China’s December 2024 ban on the export of gallium, germanium, and antimony to the United States marked a dramatic escalation in the economic and geopolitical rivalry between the two superpowers. These restrictions were the first time Chinese critical minerals export controls were explicitly targeted at the United States rather than all countries, and the first time such restrictions on critical minerals were a direct response to restrictions on advanced technologies. The move underscored China’s leverage in critical material supply chains: the country controls 48 percent of global antimony production and an even larger share of gallium and germanium refining capacity. By targeting these exports, Beijing sent a clear signal that it was willing to wield resource dominance as a strategic weapon.
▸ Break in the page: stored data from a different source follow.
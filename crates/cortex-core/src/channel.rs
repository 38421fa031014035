use serde::{Deserialize, Serialize};

/// Origin channel of a request. Answers go back to the channel they came from.
#[derive(Debug, Clone, Copy, PartialEq, Eq, Serialize, Deserialize)]
#[serde(rename_all = "snake_case")]
pub enum ChannelKind {
    Web,
    Telegram,
}

impl std::fmt::Display for ChannelKind {
    fn fmt(&self, f: &mut std::fmt::Formatter<'_>) -> std::fmt::Result {
        let s = match self {
            ChannelKind::Web => "web",
            ChannelKind::Telegram => "telegram",
        };
        write!(f, "{s}")
    }
}

impl std::str::FromStr for ChannelKind {
    type Err = String;

    fn from_str(s: &str) -> std::result::Result<Self, Self::Err> {
        match s {
            "web" => Ok(ChannelKind::Web),
            "telegram" => Ok(ChannelKind::Telegram),
            other => Err(format!("unknown channel: {other}")),
        }
    }
}

/// Context that travels alongside each request so responses can be routed
/// back to the originating channel.
#[derive(Debug, Clone, Serialize, Deserialize)]
pub struct ChannelContext {
    pub channel: ChannelKind,
    /// Session ID (web) or chat ID (telegram).
    pub channel_id: Option<String>,
    #[serde(default)]
    pub metadata: serde_json::Map<String, serde_json::Value>,
}

impl ChannelContext {
    pub fn new(channel: ChannelKind, channel_id: Option<String>) -> Self {
        Self {
            channel,
            channel_id,
            metadata: serde_json::Map::new(),
        }
    }

    pub fn web(session_id: Option<String>) -> Self {
        Self::new(ChannelKind::Web, session_id)
    }

    pub fn telegram(chat_id: impl Into<String>) -> Self {
        Self::new(ChannelKind::Telegram, Some(chat_id.into()))
    }

    pub fn is_telegram(&self) -> bool {
        self.channel == ChannelKind::Telegram
    }
}

#[cfg(test)]
mod tests {
    use super::*;

    #[test]
    fn channel_kind_round_trips_through_str() {
        for kind in [ChannelKind::Web, ChannelKind::Telegram] {
            let parsed: ChannelKind = kind.to_string().parse().unwrap();
            assert_eq!(parsed, kind);
        }
    }

    #[test]
    fn telegram_context_carries_chat_id() {
        let ctx = ChannelContext::telegram("12345");
        assert!(ctx.is_telegram());
        assert_eq!(ctx.channel_id.as_deref(), Some("12345"));
    }
}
The original ban was only the opening move. Starting in 2023 with export controls on gallium and germanium, China has steadily escalated. In April 2025, Beijing imposed export controls on seven heavy rare-earth elements — dysprosium, gadolinium, lutetium, samarium, scandium, terbium, and yttrium. By October 2025, five more rare earths critical to magnets and defense applications were added: erbium, europium, holmium, thulium, and ytterbium. China also barred Chinese nationals from engaging in or providing support for overseas rare earth exploration, extraction, or magnet manufacturing without explicit government authorization — an attempt to prevent the outflow of proprietary processing know-how.
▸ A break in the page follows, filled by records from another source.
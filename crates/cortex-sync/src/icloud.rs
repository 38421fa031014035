//! Apple CardDAV adapter.
//!
//! Auth is Apple ID plus an app-specific password (hyphens and spaces are
//! stripped). The addressbook is found by walking current-user-principal →
//! addressbook-home-set → the collection whose resourcetype is addressbook.

use std::sync::Mutex;

use async_trait::async_trait;
use serde_json::Value;
use tracing::{info, warn};
use uuid::Uuid;

use crate::contact::{ChangeSet, Contact, ProviderKind, SyncProvider};
use crate::dav::{
    self, absolutize, parse_multistatus, DavClient, AUTH_TIMEOUT, ITEM_TIMEOUT, REPORT_TIMEOUT,
};
use crate::error::{Result, SyncError};
use crate::vcard;

const CARDDAV_URL: &str = "https://contacts.icloud.com";

pub struct ICloudProvider {
    dav: Option<DavClient>,
    home_url: Option<String>,
    /// Discovered addressbook collection, cached per session.
    addressbook_url: Mutex<Option<String>>,
}

impl ICloudProvider {
    pub fn new() -> Self {
        Self {
            dav: None,
            home_url: None,
            addressbook_url: Mutex::new(None),
        }
    }

    fn dav(&self) -> Result<&DavClient> {
        self.dav.as_ref().ok_or(SyncError::NotAuthenticated)
    }

    /// Find the addressbook collection under the home set.
    async fn addressbook_url(&self) -> Result<String> {
        if let Some(url) = self.addressbook_url.lock().unwrap().clone() {
            return Ok(url);
        }

        let dav = self.dav()?;
        let home = self.home_url.as_deref().ok_or(SyncError::NotAuthenticated)?;

        let (status, body) = dav
            .request(
                "PROPFIND",
                home,
                Some("1"),
                Some(dav::PROPFIND_RESOURCETYPE.to_string()),
                "application/xml; charset=utf-8",
                AUTH_TIMEOUT,
            )
            .await?;
        if status != 207 {
            return Err(SyncError::Status {
                operation: "PROPFIND addressbooks".into(),
                status,
            });
        }

        let parsed = parse_multistatus(&body)?;
        let url = parsed
            .entries
            .iter()
            .find(|entry| entry.is_addressbook)
            .and_then(|entry| entry.href.as_deref())
            .map(|href| absolutize(CARDDAV_URL, href))
            .ok_or_else(|| SyncError::Xml("no addressbook collection found".into()))?;

        info!(addressbook = %url, "icloud addressbook discovered");
        *self.addressbook_url.lock().unwrap() = Some(url.clone());
        Ok(url)
    }

    fn entry_to_contact(entry: &crate::dav::DavEntry) -> Option<Contact> {
        let data = entry.address_data.as_deref()?;
        let mut contact = match vcard::parse(data) {
            Ok(contact) => contact,
            Err(e) => {
                warn!(error = %e, "skipping invalid vCard");
                return None;
            }
        };
        if let Some(uid) = vcard::extract_uid(data) {
            contact.icloud_uid = Some(uid);
        } else if let Some(href) = entry.href.as_deref() {
            contact.icloud_uid = Some(dav::uid_from_href(href, ".vcf"));
        }
        contact.sync_etag = entry.etag.clone();
        Some(contact)
    }
}

impl Default for ICloudProvider {
    fn default() -> Self {
        Self::new()
    }
}

#[async_trait]
impl SyncProvider for ICloudProvider {
    fn kind(&self) -> ProviderKind {
        ProviderKind::Icloud
    }

    async fn authenticate(&mut self, credentials: &Value) -> Result<()> {
        let apple_id = required(credentials, "apple_id")?.trim().to_string();
        let app_password = required(credentials, "app_password")?
            .replace(['-', ' '], "")
            .trim()
            .to_string();

        let dav = DavClient::new(apple_id, app_password);
        let home = discover_home(&dav, CARDDAV_URL, dav::PROPFIND_ADDRESSBOOK_HOME, "icloud").await?;

        self.dav = Some(dav);
        self.home_url = Some(home);
        *self.addressbook_url.lock().unwrap() = None;
        Ok(())
    }

    async fn pull_contacts(&self) -> Result<Vec<Contact>> {
        let dav = self.dav()?;
        let addressbook = self.addressbook_url().await?;

        let (status, body) = dav
            .request(
                "REPORT",
                &addressbook,
                Some("1"),
                Some(dav::REPORT_ADDRESSBOOK_QUERY.to_string()),
                "application/xml; charset=utf-8",
                REPORT_TIMEOUT,
            )
            .await?;
        if status != 207 {
            return Err(SyncError::Status {
                operation: "REPORT addressbook-query".into(),
                status,
            });
        }

        let parsed = parse_multistatus(&body)?;
        Ok(parsed
            .entries
            .iter()
            .filter_map(Self::entry_to_contact)
            .collect())
    }

    async fn push_contact(&self, contact: &Contact) -> Result<String> {
        let dav = self.dav()?;
        let addressbook = self.addressbook_url().await?;

        let uid = contact
            .icloud_uid
            .clone()
            .unwrap_or_else(|| Uuid::new_v4().to_string());
        let mut to_send = contact.clone();
        to_send.icloud_uid = Some(uid.clone());

        let card = vcard::serialize(&to_send, Some(ProviderKind::Icloud));
        let url = format!("{addressbook}{uid}.vcf");
        let (status, _) = dav
            .request(
                "PUT",
                &url,
                None,
                Some(card),
                "text/vcard; charset=utf-8",
                ITEM_TIMEOUT,
            )
            .await?;

        if matches!(status, 200 | 201 | 204) {
            Ok(uid)
        } else {
            Err(SyncError::Status {
                operation: "PUT contact".into(),
                status,
            })
        }
    }

    async fn delete_contact(&self, uid: &str) -> Result<bool> {
        let dav = self.dav()?;
        let addressbook = self.addressbook_url().await?;
        let url = format!("{addressbook}{uid}.vcf");
        let (status, _) = dav
            .request("DELETE", &url, None, None, "text/vcard", ITEM_TIMEOUT)
            .await?;
        Ok(matches!(status, 200 | 204))
    }

    /// The service has no usable sync-collection for contacts; every run is
    /// a full pull matched by UID downstream.
    async fn changes_since(&self, _sync_token: Option<&str>) -> Result<ChangeSet> {
        let created = self.pull_contacts().await?;
        Ok(ChangeSet {
            created,
            ..Default::default()
        })
    }
}

/// Walk current-user-principal → home-set property. Shared with the CalDAV
/// adapter, which passes its own service URL and home-set body.
pub(crate) async fn discover_home(
    dav: &DavClient,
    service_url: &str,
    home_body: &str,
    provider: &str,
) -> Result<String> {
    let (status, body) = dav
        .request(
            "PROPFIND",
            service_url,
            Some("0"),
            Some(dav::PROPFIND_PRINCIPAL.to_string()),
            "application/xml; charset=utf-8",
            AUTH_TIMEOUT,
        )
        .await?;
    if status == 401 {
        return Err(SyncError::Auth {
            provider: provider.into(),
        });
    }
    if !matches!(status, 200 | 207) {
        return Err(SyncError::Status {
            operation: "PROPFIND principal".into(),
            status,
        });
    }

    let principal = parse_multistatus(&body)?
        .entries
        .iter()
        .find_map(|entry| entry.principal.clone())
        .ok_or_else(|| SyncError::Xml("no current-user-principal".into()))?;
    let principal_url = absolutize(service_url, &principal);

    let (status, body) = dav
        .request(
            "PROPFIND",
            &principal_url,
            Some("0"),
            Some(home_body.to_string()),
            "application/xml; charset=utf-8",
            AUTH_TIMEOUT,
        )
        .await?;
    if !matches!(status, 200 | 207) {
        return Err(SyncError::Status {
            operation: "PROPFIND home-set".into(),
            status,
        });
    }

    let home = parse_multistatus(&body)?
        .entries
        .iter()
        .find_map(|entry| entry.home_set.clone())
        .ok_or_else(|| SyncError::Xml("no home-set href".into()))?;
    Ok(absolutize(service_url, &home))
}

fn required<'a>(credentials: &'a Value, key: &str) -> Result<&'a str> {
    credentials
        .get(key)
        .and_then(Value::as_str)
        .filter(|s| !s.is_empty())
        .ok_or_else(|| SyncError::MissingCredential(key.to_string()))
}

#[cfg(test)]
mod tests {
    use super::*;
    use serde_json::json;

    #[tokio::test]
    async fn app_password_credentials_are_required() {
        let mut provider = ICloudProvider::new();
        let err = provider
            .authenticate(&json!({"apple_id": "max@icloud.com"}))
            .await
            .unwrap_err();
        assert!(matches!(err, SyncError::MissingCredential(_)));
    }

    #[tokio::test]
    async fn unauthenticated_operations_fail_fast() {
        let provider = ICloudProvider::new();
        assert!(matches!(
            provider.pull_contacts().await.unwrap_err(),
            SyncError::NotAuthenticated
        ));
    }
}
The tariff dimension of this conflict reached heights that would have seemed implausible eighteen months ago. By mid-April 2025, Washington’s tariffs on Chinese goods had risen to 145 percent while Beijing’s counter-duties on American exports hit 125 percent, on top of additional levies on soybeans and liquefied natural gas. By June 2025, U.S. imports from China were roughly half their prior-year levels, falling to depths not seen since the financial crisis of 2009. Twice in 2025, China nearly brought the U.S. automobile industry to a halt by cutting off access to essential Chinese inputs.
Diplomatic pressure eventually forced a partial retreat on both sides. Following talks between Presidents Trump and Xi in Busan, South Korea in late October 2025, China suspended its export controls on gallium, germanium, antimony, and rare earth elements for one year, while the United States agreed to lower tariffs on Chinese imports by 10 percentage points and suspend its reciprocal tariffs until November 2026. The suspension of the ban runs until November 27, 2026. The reprieve, however, is explicitly temporary. China’s underlying export-control architecture remains largely intact; the military end-use firewall — categorically prohibiting dual-use exports to U.S. military users — was not addressed by any of the suspension announcements.
The legal landscape in Washington has added another layer of instability. In February 2026, the U.S. Supreme Court ruled that the tariffs imposed under the International Emergency Economic Powers Act were unlawful, forcing the administration to recalibrate its trade enforcement strategy. In March 2026, the Trump administration announced new Section 301 investigations into allegedly unfair trading practices by China, Vietnam, Taiwan, Mexico, Japan, the European Union, and dozens of other economies. New tariffs under this framework are widely expected, though the exact configuration remains contested in federal courts.
The conflict has now acquired a third dimension that neither side fully anticipated: the Iran variable. On April 12, 2026, President Trump threatened to impose an additional 50 percent tariff on China following reports that Beijing was preparing to deliver air defense systems to Iran. Chinese commentators characterized Washington’s tariff threats as an attempt to exert extreme pressure on Beijing to push Iran toward concessions aligned with U.S. demands — a tactic they argue reflects declining U.S. capacity to mobilize allies through conventional diplomacy. Whether that threat materializes may depend on the outcome of a bilateral summit scheduled for May 14 and 15, where Trump and Xi are slated to meet in Beijing.
The easy bits of U.S.-China supply chain decoupling are now over. The hard-to-move parts remain. The United States cannot out-mine and out-process China at any commercially meaningful pace, and each round of escalation has revealed new layers of hidden dependency across defense, semiconductor, and clean energy supply chains. The November 2026 deadline for the current truce is not a resolution — it is a countdown. What happens when the suspension expires will depend on conditions that neither government fully controls: battlefield outcomes in the Middle East, the durability of domestic political coalitions in both countries, and the speed at which alternative supply chains can be built from scratch.
This is not a trade dispute in any conventional sense. It is a sustained contest over the material foundations of technological and military power, conducted through tariff schedules, export licensing regimes, and strategic minerals rather than open confrontation. The rules are improvised, the truces are tactical, and the underlying competition admits no satisfactory resolution short of one side accepting permanent subordination. Neither will.